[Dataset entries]
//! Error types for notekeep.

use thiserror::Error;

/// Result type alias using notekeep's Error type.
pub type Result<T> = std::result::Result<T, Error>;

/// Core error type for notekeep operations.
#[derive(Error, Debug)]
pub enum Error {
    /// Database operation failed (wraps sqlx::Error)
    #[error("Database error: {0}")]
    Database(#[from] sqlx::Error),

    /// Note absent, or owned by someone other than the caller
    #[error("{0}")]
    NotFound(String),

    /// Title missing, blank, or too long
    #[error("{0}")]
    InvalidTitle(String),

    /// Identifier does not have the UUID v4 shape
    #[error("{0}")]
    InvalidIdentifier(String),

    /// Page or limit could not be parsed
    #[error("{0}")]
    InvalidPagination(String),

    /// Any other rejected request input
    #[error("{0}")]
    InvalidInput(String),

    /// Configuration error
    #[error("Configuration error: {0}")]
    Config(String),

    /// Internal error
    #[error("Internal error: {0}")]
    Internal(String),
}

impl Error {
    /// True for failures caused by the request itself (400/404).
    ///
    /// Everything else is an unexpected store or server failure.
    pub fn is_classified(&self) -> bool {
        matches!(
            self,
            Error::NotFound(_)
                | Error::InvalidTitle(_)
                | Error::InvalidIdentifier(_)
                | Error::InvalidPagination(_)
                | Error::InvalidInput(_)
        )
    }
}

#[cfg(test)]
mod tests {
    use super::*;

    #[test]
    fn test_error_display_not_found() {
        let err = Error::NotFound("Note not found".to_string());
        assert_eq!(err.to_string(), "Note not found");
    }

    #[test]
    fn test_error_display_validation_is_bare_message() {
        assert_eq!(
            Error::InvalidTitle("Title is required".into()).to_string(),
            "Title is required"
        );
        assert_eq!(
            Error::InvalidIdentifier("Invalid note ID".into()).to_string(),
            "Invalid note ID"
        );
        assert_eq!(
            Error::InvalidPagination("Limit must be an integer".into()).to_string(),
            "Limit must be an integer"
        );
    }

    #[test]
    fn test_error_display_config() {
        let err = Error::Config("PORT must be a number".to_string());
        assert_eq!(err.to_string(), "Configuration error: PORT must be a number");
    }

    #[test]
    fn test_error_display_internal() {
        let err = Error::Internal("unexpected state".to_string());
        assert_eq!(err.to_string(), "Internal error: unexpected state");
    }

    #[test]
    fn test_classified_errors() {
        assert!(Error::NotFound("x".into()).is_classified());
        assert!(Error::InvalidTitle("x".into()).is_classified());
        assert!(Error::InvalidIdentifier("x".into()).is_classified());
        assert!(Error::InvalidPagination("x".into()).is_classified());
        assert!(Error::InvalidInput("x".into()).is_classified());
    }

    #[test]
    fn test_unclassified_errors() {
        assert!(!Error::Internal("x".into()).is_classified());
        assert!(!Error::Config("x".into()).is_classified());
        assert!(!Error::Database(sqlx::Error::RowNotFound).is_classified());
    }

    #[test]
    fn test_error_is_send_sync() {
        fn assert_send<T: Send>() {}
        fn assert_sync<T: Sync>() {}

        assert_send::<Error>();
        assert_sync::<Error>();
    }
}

...

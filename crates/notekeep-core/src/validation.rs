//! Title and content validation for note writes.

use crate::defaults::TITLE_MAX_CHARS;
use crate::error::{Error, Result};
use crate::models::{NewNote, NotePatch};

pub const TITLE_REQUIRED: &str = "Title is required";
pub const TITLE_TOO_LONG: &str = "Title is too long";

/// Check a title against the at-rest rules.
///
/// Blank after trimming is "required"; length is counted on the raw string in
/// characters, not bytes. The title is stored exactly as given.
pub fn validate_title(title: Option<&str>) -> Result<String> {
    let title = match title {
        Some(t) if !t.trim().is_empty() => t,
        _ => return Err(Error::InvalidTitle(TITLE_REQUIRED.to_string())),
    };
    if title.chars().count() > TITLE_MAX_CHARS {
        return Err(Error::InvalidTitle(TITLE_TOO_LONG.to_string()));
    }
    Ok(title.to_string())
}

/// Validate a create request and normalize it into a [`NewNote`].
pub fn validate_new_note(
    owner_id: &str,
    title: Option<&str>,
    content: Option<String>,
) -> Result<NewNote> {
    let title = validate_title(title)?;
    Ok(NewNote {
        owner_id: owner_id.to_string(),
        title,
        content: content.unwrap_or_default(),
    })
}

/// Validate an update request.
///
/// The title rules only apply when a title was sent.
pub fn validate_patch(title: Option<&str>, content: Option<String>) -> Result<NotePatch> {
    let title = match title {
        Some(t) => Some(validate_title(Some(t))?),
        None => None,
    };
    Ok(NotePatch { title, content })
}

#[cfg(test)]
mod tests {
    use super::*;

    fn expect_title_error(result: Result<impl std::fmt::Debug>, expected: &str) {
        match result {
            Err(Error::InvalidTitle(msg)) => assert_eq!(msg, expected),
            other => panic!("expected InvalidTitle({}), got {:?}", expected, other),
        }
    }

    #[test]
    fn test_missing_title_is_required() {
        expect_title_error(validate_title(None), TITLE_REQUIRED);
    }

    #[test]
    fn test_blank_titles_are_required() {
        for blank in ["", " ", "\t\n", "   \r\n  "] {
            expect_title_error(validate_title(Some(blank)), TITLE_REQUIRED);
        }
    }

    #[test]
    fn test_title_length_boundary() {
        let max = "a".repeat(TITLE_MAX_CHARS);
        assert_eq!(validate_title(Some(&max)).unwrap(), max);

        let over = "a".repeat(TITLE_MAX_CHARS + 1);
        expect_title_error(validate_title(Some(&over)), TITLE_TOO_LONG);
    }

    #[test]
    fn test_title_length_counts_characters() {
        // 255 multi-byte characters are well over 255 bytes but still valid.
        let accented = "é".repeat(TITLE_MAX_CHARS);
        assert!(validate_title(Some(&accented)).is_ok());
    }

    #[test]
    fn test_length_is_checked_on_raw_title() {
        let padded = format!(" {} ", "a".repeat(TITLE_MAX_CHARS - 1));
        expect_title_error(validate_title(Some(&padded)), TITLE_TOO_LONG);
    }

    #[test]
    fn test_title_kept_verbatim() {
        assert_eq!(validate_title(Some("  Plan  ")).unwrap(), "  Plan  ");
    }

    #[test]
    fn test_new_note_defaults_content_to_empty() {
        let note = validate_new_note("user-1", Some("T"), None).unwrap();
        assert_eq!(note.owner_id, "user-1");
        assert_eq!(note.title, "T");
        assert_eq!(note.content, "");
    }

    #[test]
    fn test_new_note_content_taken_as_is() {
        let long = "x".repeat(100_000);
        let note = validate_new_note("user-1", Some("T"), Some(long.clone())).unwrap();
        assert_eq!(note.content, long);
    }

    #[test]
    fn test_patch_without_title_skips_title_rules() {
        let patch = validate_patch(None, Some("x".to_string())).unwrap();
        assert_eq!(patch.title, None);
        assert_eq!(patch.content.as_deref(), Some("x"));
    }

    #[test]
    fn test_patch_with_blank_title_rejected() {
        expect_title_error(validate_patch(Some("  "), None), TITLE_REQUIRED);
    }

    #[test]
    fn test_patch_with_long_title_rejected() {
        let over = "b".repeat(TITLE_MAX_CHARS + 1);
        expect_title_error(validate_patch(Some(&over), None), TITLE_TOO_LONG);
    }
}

PROBLEM TO SOLVE
Find and copy each line above holding "InvalidIdentifier".

EXERCISE RESPONSE
    InvalidIdentifier(String),
                | Error::InvalidIdentifier(_)
            Error::InvalidIdentifier("Invalid note ID".into()).to_string(),
        assert!(Error::InvalidIdentifier("x".into()).is_classified());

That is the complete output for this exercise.